I'm basing my view on the only data that I'm aware of and it's linked above. You might not like the source of this data and that's fair but you not liking it is not evidence to the contrary. Even this article that refutes those stats doesn't provide any significant evidence that Tesla autopilot/FSD is more dangerous than a human driver. You can focus on individual incidents all day but what truly matters is the big picture and wether on average it's safer than a human driver or not and currently it seems that at worse it's about on par with humans and thus it's just a matter of time untill it's better. A lot better.

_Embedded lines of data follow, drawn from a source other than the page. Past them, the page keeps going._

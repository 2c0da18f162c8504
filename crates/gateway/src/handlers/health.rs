//! Health check handler

use crate::handlers::ApiResponse;
use crate::AppState;
use axum::{extract::State, Json};
use qualtrics_etl_common::errors::Result;
use serde::Serialize;

#[derive(Serialize)]
pub struct HealthData {
    pub status: String,
    pub service: String,
    pub version: String,
}

/// Database reachability probe
///
/// An unreachable database surfaces as the 503 failure envelope.
pub async fn health(State(state): State<AppState>) -> Result<Json<ApiResponse<HealthData>>> {
    state.db.ping().await?;

    Ok(ApiResponse::ok(HealthData {
        status: "healthy".to_string(),
        service: state.config.observability.service_name.clone(),
        version: qualtrics_etl_common::VERSION.to_string(),
    }))
}
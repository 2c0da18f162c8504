//! Configuration management for the Qualtrics ETL services
//!
//! Supports loading configuration from:
//! - Environment variables (prefixed with APP__)
//! - Configuration files (config.toml, config.yaml)
//! - Default values

use config::{Config, ConfigError, Environment, File};
use serde::{Deserialize, Serialize};
use std::path::PathBuf;
use std::time::Duration;

/// Main application configuration
#[derive(Debug, Clone, Deserialize, Serialize)]
pub struct AppConfig {
    /// Server configuration
    pub server: ServerConfig,

    /// Database configuration
    pub database: DatabaseConfig,

    /// Qualtrics API configuration
    pub qualtrics: QualtricsConfig,

    /// Extract file storage configuration
    pub storage: StorageConfig,

    /// Observability configuration
    pub observability: ObservabilityConfig,
}

#[derive(Debug, Clone, Deserialize, Serialize)]
pub struct ServerConfig {
    /// Host to bind to
    #[serde(default = "default_host")]
    pub host: String,

    /// Port to listen on
    #[serde(default = "default_port")]
    pub port: u16,
}

#[derive(Debug, Clone, Deserialize, Serialize)]
pub struct DatabaseConfig {
    /// Database URL
    pub url: String,

    /// Maximum number of connections
    #[serde(default = "default_max_connections")]
    pub max_connections: u32,

    /// Minimum number of connections
    #[serde(default = "default_min_connections")]
    pub min_connections: u32,

    /// Connection timeout in seconds
    #[serde(default = "default_connect_timeout")]
    pub connect_timeout_secs: u64,

    /// Idle timeout in seconds
    #[serde(default = "default_idle_timeout")]
    pub idle_timeout_secs: u64,
}

#[derive(Debug, Clone, Deserialize, Serialize)]
pub struct QualtricsConfig {
    /// Static API token sent with every request
    pub api_token: String,

    /// Data center subdomain, e.g. "syd1" or "fra1"
    pub data_center: String,

    /// Per-request timeout in seconds
    #[serde(default = "default_request_timeout")]
    pub request_timeout_secs: u64,

    /// Sleep between export status checks in milliseconds
    #[serde(default = "default_poll_interval_ms")]
    pub export_poll_interval_ms: u64,

    /// Ceiling on total time spent polling one export in seconds
    #[serde(default = "default_poll_max_secs")]
    pub export_poll_max_secs: u64,
}

#[derive(Debug, Clone, Deserialize, Serialize)]
pub struct StorageConfig {
    /// Directory extract files are written to
    #[serde(default = "default_data_dir")]
    pub data_dir: PathBuf,

    /// Prefix for generated extract file names
    #[serde(default = "default_file_prefix")]
    pub file_prefix: String,
}

#[derive(Debug, Clone, Deserialize, Serialize)]
pub struct ObservabilityConfig {
    /// Log level (debug, info, warn, error)
    #[serde(default = "default_log_level")]
    pub log_level: String,

    /// Enable JSON logging
    #[serde(default = "default_json_logging")]
    pub json_logging: bool,

    /// Service name for tracing
    #[serde(default = "default_service_name")]
    pub service_name: String,
}

// Default value functions
fn default_host() -> String { "0.0.0.0".to_string() }
fn default_port() -> u16 { 8080 }
fn default_max_connections() -> u32 { 10 }
fn default_min_connections() -> u32 { 1 }
fn default_connect_timeout() -> u64 { 30 }
fn default_idle_timeout() -> u64 { 300 }
fn default_request_timeout() -> u64 { 30 }
fn default_poll_interval_ms() -> u64 { 2000 }
fn default_poll_max_secs() -> u64 { 300 }
fn default_data_dir() -> PathBuf { PathBuf::from("data") }
fn default_file_prefix() -> String { "qualtrics_data".to_string() }
fn default_log_level() -> String { "info".to_string() }
fn default_json_logging() -> bool { true }
fn default_service_name() -> String { "qualtrics-etl".to_string() }

impl AppConfig {
    /// Load configuration from environment and files
    pub fn load() -> Result<Self, ConfigError> {
        let env = std::env::var("APP_ENV").unwrap_or_else(|_| "development".to_string());

        let config = Config::builder()
            // Start with defaults
            .set_default("server.host", "0.0.0.0")?
            .set_default("server.port", 8080)?

            // Load base config file
            .add_source(File::with_name("config/default").required(false))

            // Load environment-specific config
            .add_source(File::with_name(&format!("config/{}", env)).required(false))

            // Load local overrides
            .add_source(File::with_name("config/local").required(false))

            // Load from environment variables with APP__ prefix
            // e.g., APP__QUALTRICS__DATA_CENTER=syd1
            .add_source(
                Environment::with_prefix("APP")
                    .separator("__")
                    .try_parsing(true)
            )

            .build()?;

        let config: Self = config.try_deserialize()?;
        config.validate()?;
        Ok(config)
    }

    /// Load from a specific TOML file
    pub fn from_file(path: &str) -> Result<Self, ConfigError> {
        let config = Config::builder()
            .add_source(File::with_name(path))
            .add_source(
                Environment::with_prefix("APP")
                    .separator("__")
                    .try_parsing(true)
            )
            .build()?;

        config.try_deserialize()
    }

    /// Reject configurations that would only fail later at first use
    pub fn validate(&self) -> Result<(), ConfigError> {
        if self.qualtrics.api_token.trim().is_empty() {
            return Err(ConfigError::Message(
                "qualtrics.api_token must not be empty".to_string(),
            ));
        }
        if self.qualtrics.data_center.trim().is_empty() {
            return Err(ConfigError::Message(
                "qualtrics.data_center must not be empty".to_string(),
            ));
        }
        if self.database.min_connections < 1 {
            return Err(ConfigError::Message(
                "database.min_connections must be at least 1".to_string(),
            ));
        }
        if self.database.max_connections < self.database.min_connections {
            return Err(ConfigError::Message(
                "database.max_connections must be >= database.min_connections".to_string(),
            ));
        }
        Ok(())
    }

    /// Get the Qualtrics request timeout as Duration
    pub fn qualtrics_request_timeout(&self) -> Duration {
        Duration::from_secs(self.qualtrics.request_timeout_secs)
    }

    /// Get the export status poll interval as Duration
    pub fn export_poll_interval(&self) -> Duration {
        Duration::from_millis(self.qualtrics.export_poll_interval_ms)
    }

    /// Get the export polling ceiling as Duration
    pub fn export_poll_max(&self) -> Duration {
        Duration::from_secs(self.qualtrics.export_poll_max_secs)
    }
}

impl Default for AppConfig {
    fn default() -> Self {
        Self {
            server: ServerConfig {
                host: default_host(),
                port: default_port(),
            },
            database: DatabaseConfig {
                url: "postgres://localhost/qualtrics_etl".to_string(),
                max_connections: default_max_connections(),
                min_connections: default_min_connections(),
                connect_timeout_secs: default_connect_timeout(),
                idle_timeout_secs: default_idle_timeout(),
            },
            qualtrics: QualtricsConfig {
                api_token: String::new(),
                data_center: "syd1".to_string(),
                request_timeout_secs: default_request_timeout(),
                export_poll_interval_ms: default_poll_interval_ms(),
                export_poll_max_secs: default_poll_max_secs(),
            },
            storage: StorageConfig {
                data_dir: default_data_dir(),
                file_prefix: default_file_prefix(),
            },
            observability: ObservabilityConfig {
                log_level: default_log_level(),
                json_logging: default_json_logging(),
                service_name: default_service_name(),
            },
        }
    }
}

I have no dog in this fight and I'm fully willing to grant that the data Tesla hands out is very likely more or less misleading but that still doesn't make my basic argument wrong which is that Teslas and their driver assist systems aren't inherently any more dangerous than the competition. Tesla just gets way more attention in the media.

[–] drdabbles@lemmy.world 1 points 1 year ago

Of course you link Brad's bullshit. Man I just love it.

The data that exists is the standing general order data which shows Tesla absolutely sucks at life. Period.

[–] JdW@lemmy.world 1 points 1 year ago (1 children)

Let's be fair. Elon could be killing a man, on camera, and shout a confession afterwards and you would still find excuses for his behaviour and tell us we're just misinterpreting facts...

[–] Thorny_Thicket@sopuli.xyz 3 points 1 year ago* (last edited 1 year ago) (1 children)

There's plenty to criticize Musk for. Your apparent assumption that anyone not violently agains him must be a fan is just further evidence for the lack of ability to think rationally about the subject.

[–] Honytawk@lemmy.zip 0 points 1 year ago (1 children)

Nah, more the assumption that anyone not violently against him doesn't know him or his actions.

[–] Thorny_Thicket@sopuli.xyz -1 points 1 year ago

If you violently oppose Musk then how do you feel about people like Putin, Xi Jinping, Ali Khamenei or Bashar al-Assad? Those are the people I focus my opposition to. Someone like Musk, Bezos, Tate etc. I simply have no time nor interest for. That's recreational outrage.